Xanthine oxidase-induced lung injury inhibits removal of 5-hydroxytryptamine from the pulmonary circulation.

We were interested in determining the effect of lung injury initiated by superoxide anions and hydroxyl radicals on removal of 5-hydroxytryptamine (5-HT) and phenylethylamine by the isolated perfused lung. The rate of removal and percentage of removal of these bioamines was determined before and after lung injury initiated by perfusion of the lung with hypoxanthine (HX) and xanthine oxidase (XO) or xanthine oxidase alone for 10 or 30 minutes; free radicals are generated by such treatment.
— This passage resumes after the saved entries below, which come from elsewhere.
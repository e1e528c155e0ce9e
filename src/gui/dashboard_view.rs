use crate::dashboard::{Dashboard, DashboardContext, WidgetAction, WidgetPlacement, WidgetWidth};
use crate::drag::{dispatch_frame, DragFrame, DropPosition, ItemBounds};
use eframe::egui;
use std::collections::HashMap;

const MIN_WIDGET_WIDTH: f32 = 120.0;

/// Renders the home dashboard grid and feeds pointer drags back into it.
#[derive(Default)]
pub struct DashboardView {
    rects: HashMap<String, egui::Rect>,
}

#[derive(Default)]
struct FrameInput {
    drag: DragFrame,
    remove: Option<String>,
    resize: Option<(String, WidgetWidth)>,
}

impl DashboardView {
    pub fn ui(
        &mut self,
        ui: &mut egui::Ui,
        dashboard: &mut Dashboard,
        ctx: &DashboardContext<'_>,
    ) -> Option<WidgetAction> {
        if dashboard.placements().is_empty() {
            self.rects.clear();
            ui.vertical_centered(|ui| {
                ui.add_space(40.0);
                ui.weak("No widgets enabled. Use Customize to add some.");
            });
            return None;
        }

        let rows: Vec<Vec<WidgetPlacement>> =
            dashboard.rows().into_iter().map(|row| row.to_vec()).collect();
        let layout = *dashboard.layout_config();
        let spacing = ui.spacing().item_spacing.x;
        let full_width = ui.available_width();
        let mut input = FrameInput::default();
        let mut clicked = None;
        let mut rects = HashMap::new();

        for row in &rows {
            ui.horizontal_top(|ui| {
                for placement in row {
                    let width = (full_width * layout.fraction(placement.width) - spacing)
                        .max(MIN_WIDGET_WIDTH);
                    let lifted = dashboard.drag().lifted() == Some(placement.id.as_str());
                    let stroke = if lifted {
                        egui::Stroke::new(2.0, ui.visuals().selection.stroke.color)
                    } else {
                        ui.visuals().widgets.noninteractive.bg_stroke
                    };
                    let response = ui.allocate_ui_with_layout(
                        egui::vec2(width, 0.0),
                        egui::Layout::top_down(egui::Align::LEFT),
                        |ui| {
                            egui::Frame::group(ui.style())
                                .stroke(stroke)
                                .show(ui, |ui| {
                                    ui.set_width(width - 16.0);
                                    Self::header(ui, placement, &mut input);
                                    ui.separator();
                                    dashboard.render_widget(&placement.id, ui, ctx)
                                })
                                .inner
                        },
                    );
                    if clicked.is_none() {
                        clicked = response.inner;
                    }
                    rects.insert(placement.id.clone(), response.response.rect);
                }
            });
            ui.add_space(spacing);
        }
        self.rects = rects;

        let pointer = ui.ctx().pointer_interact_pos();
        input.drag.pointer_x = pointer.map(|pos| pos.x);
        input.drag.hovered = pointer.and_then(|pos| self.hit_test(pos));
        if dispatch_frame(dashboard, &input.drag, &self.geometry()) {
            ui.ctx().set_cursor_icon(egui::CursorIcon::Grabbing);
            self.paint_indicator(ui, dashboard);
        }
        if let Some(id) = &input.remove {
            dashboard.remove_widget(id);
        }
        if let Some((id, width)) = &input.resize {
            dashboard.set_width(id, *width);
        }
        clicked
    }

    fn header(ui: &mut egui::Ui, placement: &WidgetPlacement, input: &mut FrameInput) {
        ui.horizontal(|ui| {
            let handle = ui
                .add(egui::Label::new("≡").sense(egui::Sense::drag()))
                .on_hover_text("Drag to reorder");
            if handle.drag_started() {
                input.drag.started = Some(placement.id.clone());
            }
            if handle.drag_stopped() {
                input.drag.stopped = Some(placement.id.clone());
            }
            ui.strong(&placement.title);
            ui.with_layout(egui::Layout::right_to_left(egui::Align::Center), |ui| {
                if ui.small_button("✕").on_hover_text("Remove widget").clicked() {
                    input.remove = Some(placement.id.clone());
                }
                if ui
                    .small_button(placement.width.label())
                    .on_hover_text("Change width")
                    .clicked()
                {
                    input.resize = Some((placement.id.clone(), placement.width.next()));
                }
            });
        });
    }

    fn hit_test(&self, pos: egui::Pos2) -> Option<String> {
        self.rects
            .iter()
            .find(|(_, rect)| rect.contains(pos))
            .map(|(id, _)| id.clone())
    }

    fn geometry(&self) -> HashMap<String, ItemBounds> {
        self.rects
            .iter()
            .map(|(id, rect)| (id.clone(), ItemBounds::new(rect.left(), rect.width())))
            .collect()
    }

    fn paint_indicator(&self, ui: &egui::Ui, dashboard: &Dashboard) {
        let Some(indicator) = dashboard.drag().indicator() else {
            return;
        };
        let Some(rect) = self.rects.get(&indicator.over_id) else {
            return;
        };
        let x = match indicator.position {
            DropPosition::Before => rect.left() - 3.0,
            DropPosition::After => rect.right() + 3.0,
        };
        ui.painter().line_segment(
            [egui::pos2(x, rect.top()), egui::pos2(x, rect.bottom())],
            egui::Stroke::new(3.0, ui.visuals().selection.stroke.color),
        );
    }
}
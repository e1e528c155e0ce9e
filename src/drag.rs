//! Drag gesture state and reorder helpers shared by the dashboard grid and the
//! holdings table header.

/// Default share of an item's width that acts as a before/after drop zone.
pub const DEFAULT_DROP_ZONE_RATIO: f32 = 0.4;

#[derive(Clone, Copy, Debug, PartialEq, Eq)]
pub enum DropPosition {
    Before,
    After,
}

/// Hint showing where the dragged item would land.
#[derive(Clone, Debug, PartialEq, Eq)]
pub struct DropIndicator {
    pub over_id: String,
    pub position: DropPosition,
}

/// Horizontal extent of a rendered item.
#[derive(Clone, Copy, Debug, PartialEq)]
pub struct ItemBounds {
    pub left: f32,
    pub width: f32,
}

impl ItemBounds {
    pub fn new(left: f32, width: f32) -> Self {
        Self { left, width }
    }
}

/// Pointer-position query the host answers for the items it has drawn.
pub trait ItemGeometry {
    fn bounds_of(&self, id: &str) -> Option<ItemBounds>;
}

impl ItemGeometry for std::collections::HashMap<String, ItemBounds> {
    fn bounds_of(&self, id: &str) -> Option<ItemBounds> {
        self.get(id).copied()
    }
}

/// Callbacks a UI framework's drag primitives are wired to.
pub trait DragHandler {
    /// Id of the item currently being dragged, if any.
    fn lifted(&self) -> Option<&str>;
    fn on_drag_start(&mut self, active_id: &str);
    fn on_drag_over(
        &mut self,
        active_id: &str,
        over_id: Option<&str>,
        pointer_x: f32,
        geometry: &dyn ItemGeometry,
    );
    fn on_drag_end(&mut self, active_id: &str, over_id: Option<&str>);
}

/// Pointer input gathered while drawing one frame.
#[derive(Clone, Debug, Default, PartialEq)]
pub struct DragFrame {
    /// Item whose handle began a drag this frame.
    pub started: Option<String>,
    /// Item whose handle was released this frame.
    pub stopped: Option<String>,
    pub pointer_x: Option<f32>,
    /// Item under the pointer.
    pub hovered: Option<String>,
}

/// Feed one frame of pointer input to `handler`.
///
/// Returns `true` while a drag is still in progress after the frame.
pub fn dispatch_frame(
    handler: &mut dyn DragHandler,
    frame: &DragFrame,
    geometry: &dyn ItemGeometry,
) -> bool {
    if let Some(id) = &frame.started {
        handler.on_drag_start(id);
    }
    let lifted = handler.lifted().map(str::to_owned);
    if let (Some(active), Some(x)) = (&lifted, frame.pointer_x) {
        handler.on_drag_over(active, frame.hovered.as_deref(), x, geometry);
    }
    if let Some(id) = &frame.stopped {
        handler.on_drag_end(id, frame.hovered.as_deref());
        return false;
    }
    lifted.is_some()
}

#[derive(Clone, Debug, PartialEq, Eq, Default)]
pub enum DragState {
    #[default]
    Idle,
    Dragging {
        active_id: String,
        indicator: Option<DropIndicator>,
    },
}

/// A single active drag gesture.
#[derive(Clone, Debug, PartialEq)]
pub struct DragSession {
    state: DragState,
    drop_zone_ratio: f32,
}

impl Default for DragSession {
    fn default() -> Self {
        Self::new(DEFAULT_DROP_ZONE_RATIO)
    }
}

impl DragSession {
    pub fn new(drop_zone_ratio: f32) -> Self {
        Self {
            state: DragState::Idle,
            drop_zone_ratio: drop_zone_ratio.clamp(0.0, 0.5),
        }
    }

    pub fn state(&self) -> &DragState {
        &self.state
    }

    pub fn is_dragging(&self) -> bool {
        matches!(self.state, DragState::Dragging { .. })
    }

    /// Id of the item currently lifted by the pointer.
    pub fn lifted(&self) -> Option<&str> {
        match &self.state {
            DragState::Dragging { active_id, .. } => Some(active_id.as_str()),
            DragState::Idle => None,
        }
    }

    pub fn indicator(&self) -> Option<&DropIndicator> {
        match &self.state {
            DragState::Dragging { indicator, .. } => indicator.as_ref(),
            DragState::Idle => None,
        }
    }

    pub fn start(&mut self, active_id: &str) {
        self.state = DragState::Dragging {
            active_id: active_id.to_string(),
            indicator: None,
        };
    }

    /// Update the drop indicator for the item under the pointer.
    pub fn over(
        &mut self,
        active_id: &str,
        over_id: Option<&str>,
        pointer_x: f32,
        bounds: Option<ItemBounds>,
    ) -> Option<&DropIndicator> {
        let ratio = self.drop_zone_ratio;
        let DragState::Dragging { indicator, .. } = &mut self.state else {
            return None;
        };
        *indicator = match (over_id, bounds) {
            (Some(over), Some(bounds)) if over != active_id => {
                drop_indicator_for(over, pointer_x, bounds, ratio)
            }
            _ => None,
        };
        indicator.as_ref()
    }

    /// Finish the gesture, returning the id that was being dragged.
    pub fn end(&mut self) -> Option<String> {
        match std::mem::take(&mut self.state) {
            DragState::Dragging { active_id, .. } => Some(active_id),
            DragState::Idle => None,
        }
    }
}

/// Before/after hint for a pointer over `bounds`; `None` in the middle dead zone.
pub fn drop_indicator_for(
    over_id: &str,
    pointer_x: f32,
    bounds: ItemBounds,
    ratio: f32,
) -> Option<DropIndicator> {
    let relative_x = pointer_x - bounds.left;
    let threshold = bounds.width * ratio;
    let position = if relative_x < threshold {
        DropPosition::Before
    } else if relative_x > bounds.width - threshold {
        DropPosition::After
    } else {
        return None;
    };
    Some(DropIndicator {
        over_id: over_id.to_string(),
        position,
    })
}

/// Remove the element at `from` and reinsert it at `to`.
pub fn array_move<T>(items: &mut Vec<T>, from: usize, to: usize) {
    if from >= items.len() || to >= items.len() || from == to {
        return;
    }
    let item = items.remove(from);
    items.insert(to, item);
}

/// Move `active` to the index of `over` among the non-pinned items.
///
/// Pinned items keep their leading positions. Returns `false` without touching
/// `items` when either id is missing, pinned, or they are the same item.
pub fn reorder_by_id<T, K, P>(
    items: &mut Vec<T>,
    active: &str,
    over: Option<&str>,
    key: K,
    is_pinned: P,
) -> bool
where
    K: Fn(&T) -> &str,
    P: Fn(&T) -> bool,
{
    let Some(over) = over else {
        return false;
    };
    if over == active {
        return false;
    }
    let (pinned, mut movable): (Vec<T>, Vec<T>) =
        std::mem::take(items).into_iter().partition(|item| is_pinned(item));
    let from = movable.iter().position(|item| key(item) == active);
    let to = movable.iter().position(|item| key(item) == over);
    let moved = match (from, to) {
        (Some(from), Some(to)) => {
            array_move(&mut movable, from, to);
            true
        }
        _ => false,
    };
    items.extend(pinned);
    items.extend(movable);
    moved
}
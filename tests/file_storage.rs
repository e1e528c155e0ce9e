use std::sync::Arc;
use tempfile::tempdir;
use wealth_dashboard::columns::{ColumnLayout, COLUMN_PREFERENCES_KEY};
use wealth_dashboard::dashboard::{
    Dashboard, DashboardPreferences, LayoutConfig, WidgetRegistry, WidgetWidth,
    DASHBOARD_PREFERENCES_KEY,
};
use wealth_dashboard::holdings::holdings_columns;
use wealth_dashboard::storage::{FileStorage, PreferenceStore, StorageBackend};

fn open_dashboard(backend: Arc<dyn StorageBackend>) -> Dashboard {
    Dashboard::new(
        WidgetRegistry::with_defaults(),
        LayoutConfig::default(),
        Some(PreferenceStore::new(backend, DASHBOARD_PREFERENCES_KEY)),
        None,
    )
}

#[test]
fn dashboard_survives_reopen() {
    let dir = tempdir().unwrap();
    let backend: Arc<dyn StorageBackend> = Arc::new(FileStorage::new(dir.path()).unwrap());

    let mut dashboard = open_dashboard(backend.clone());
    dashboard.set_width("market_watch", WidgetWidth::Full);
    dashboard.toggle_widget("order_status");
    dashboard.remove_widget("recent_activity");
    assert!(dashboard.drag_end("order_status", Some("account_balances")));
    let saved = dashboard.preferences();

    assert!(dir.path().join("home-dashboard-widgets.json").exists());

    let reopened = open_dashboard(backend);
    assert_eq!(reopened.preferences(), saved);
    assert_eq!(reopened.enabled_ids(), dashboard.enabled_ids());
    assert_eq!(reopened.placements(), dashboard.placements());
}

#[test]
fn unknown_stored_widgets_are_skipped() {
    let dir = tempdir().unwrap();
    let backend: Arc<dyn StorageBackend> = Arc::new(FileStorage::new(dir.path()).unwrap());
    backend
        .set_item(
            DASHBOARD_PREFERENCES_KEY,
            r#"{"widgets":[{"id":"retired_widget","width":"full"},{"id":"market_watch","width":"half"},{"id":"market_watch"}]}"#,
        )
        .unwrap();

    let dashboard = open_dashboard(backend);
    assert_eq!(dashboard.enabled_ids(), vec!["market_watch".to_string()]);
    assert_eq!(dashboard.placements()[0].width, WidgetWidth::OneHalf);
}

#[test]
fn columns_survive_reopen() {
    let dir = tempdir().unwrap();
    let backend: Arc<dyn StorageBackend> = Arc::new(FileStorage::new(dir.path()).unwrap());
    let store = PreferenceStore::new(backend.clone(), COLUMN_PREFERENCES_KEY);

    let mut layout = ColumnLayout::new(holdings_columns(), Some(store.clone()));
    layout.toggle_visibility("unrealized_gain_pct");
    assert!(layout.drag_end("price", Some("description")));

    let reopened = ColumnLayout::new(holdings_columns(), Some(store));
    assert_eq!(reopened.preferences(), layout.preferences());
    assert!(reopened.is_visible("unrealized_gain_pct"));
    assert_eq!(
        reopened.movable_ids().first().copied(),
        Some("price"),
    );
}

#[test]
fn clear_removes_the_file() {
    let dir = tempdir().unwrap();
    let backend: Arc<dyn StorageBackend> = Arc::new(FileStorage::new(dir.path()).unwrap());
    let store: PreferenceStore<DashboardPreferences> =
        PreferenceStore::new(backend, DASHBOARD_PREFERENCES_KEY);
    store.persist(&DashboardPreferences::default());
    assert!(store.try_load().unwrap().is_some());
    store.clear();
    assert!(store.try_load().unwrap().is_none());
}

#[test]
fn nested_directory_is_created() {
    let dir = tempdir().unwrap();
    let nested = dir.path().join("a").join("b");
    let storage = FileStorage::new(&nested).unwrap();
    storage.set_item("k", "{}").unwrap();
    assert_eq!(storage.get_item("k").unwrap().as_deref(), Some("{}"));
    assert!(nested.join("k.json").exists());
}

#[test]
fn stray_tmp_entry_does_not_lose_dashboard_changes() {
    let dir = tempdir().unwrap();
    std::fs::create_dir(dir.path().join("home-dashboard-widgets.json.tmp")).unwrap();
    let backend: Arc<dyn StorageBackend> = Arc::new(FileStorage::new(dir.path()).unwrap());

    let mut dashboard = open_dashboard(backend.clone());
    dashboard.toggle_widget("order_status");

    let reopened = open_dashboard(backend);
    assert_eq!(reopened.enabled_ids(), dashboard.enabled_ids());
    assert_eq!(reopened.enabled_ids().last().map(String::as_str), Some("order_status"));
}
pub mod columns;
pub mod dashboard;
pub mod drag;
pub mod gui;
pub mod holdings;
pub mod logging;
pub mod settings;
pub mod storage;
use tracing_subscriber::EnvFilter;

/// Filter directives used when `RUST_LOG` does not apply.
///
/// The windowing stack is held at `warn` either way; its per-frame chatter
/// drowns out drag and persistence events otherwise.
pub fn default_directives(debug: bool) -> String {
    let app = if debug { "debug" } else { "info" };
    format!("warn,{}={app},eframe=warn,egui_glow=warn,winit=warn", env!("CARGO_CRATE_NAME"))
}

/// Install the global subscriber. `RUST_LOG` is only consulted with debug
/// logging on; a second call is ignored.
pub fn init(debug: bool) {
    let filter = if debug {
        EnvFilter::try_from_default_env()
            .unwrap_or_else(|_| EnvFilter::new(default_directives(true)))
    } else {
        EnvFilter::new(default_directives(false))
    };

    if tracing_subscriber::fmt()
        .with_env_filter(filter)
        .with_target(debug)
        .try_init()
        .is_err()
    {
        tracing::debug!("logging already initialised");
    }
}

#[cfg(test)]
mod tests {
    use super::*;

    #[test]
    fn directives_scope_app_level() {
        assert!(default_directives(true).contains("wealth_dashboard=debug"));
        assert!(default_directives(false).contains("wealth_dashboard=info"));
        assert!(default_directives(false).starts_with("warn,"));
    }

    #[test]
    fn directives_parse() {
        EnvFilter::try_new(default_directives(true)).unwrap();
    }
}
Because of variation in removal of bioamines among lungs of different animals, the effects of lung injury on bioamine removal were determined by calculating the percentage of inhibition of removal using data from the control and test period for each lung. Perfusion of the lung with HX/XO or XO for 10 or 30 minutes significantly inhibited 5-HT removal by 39.5% and 63.3%, respectively. In contrast, only perfusion of the lung for 30 minutes with HX/XO produced inhibition of phenylethylamine uptake (by 54.8%). As uptake of 5-HT is the rate-limiting step in 5-HT removal, these data demonstrate dose (time)-related depression of active 5-HT uptake by free radicals generated in vitro. The rate-limiting step of phenylethylamine uptake, metabolism by monoamine oxidase, is inhibited only by severe lung injury.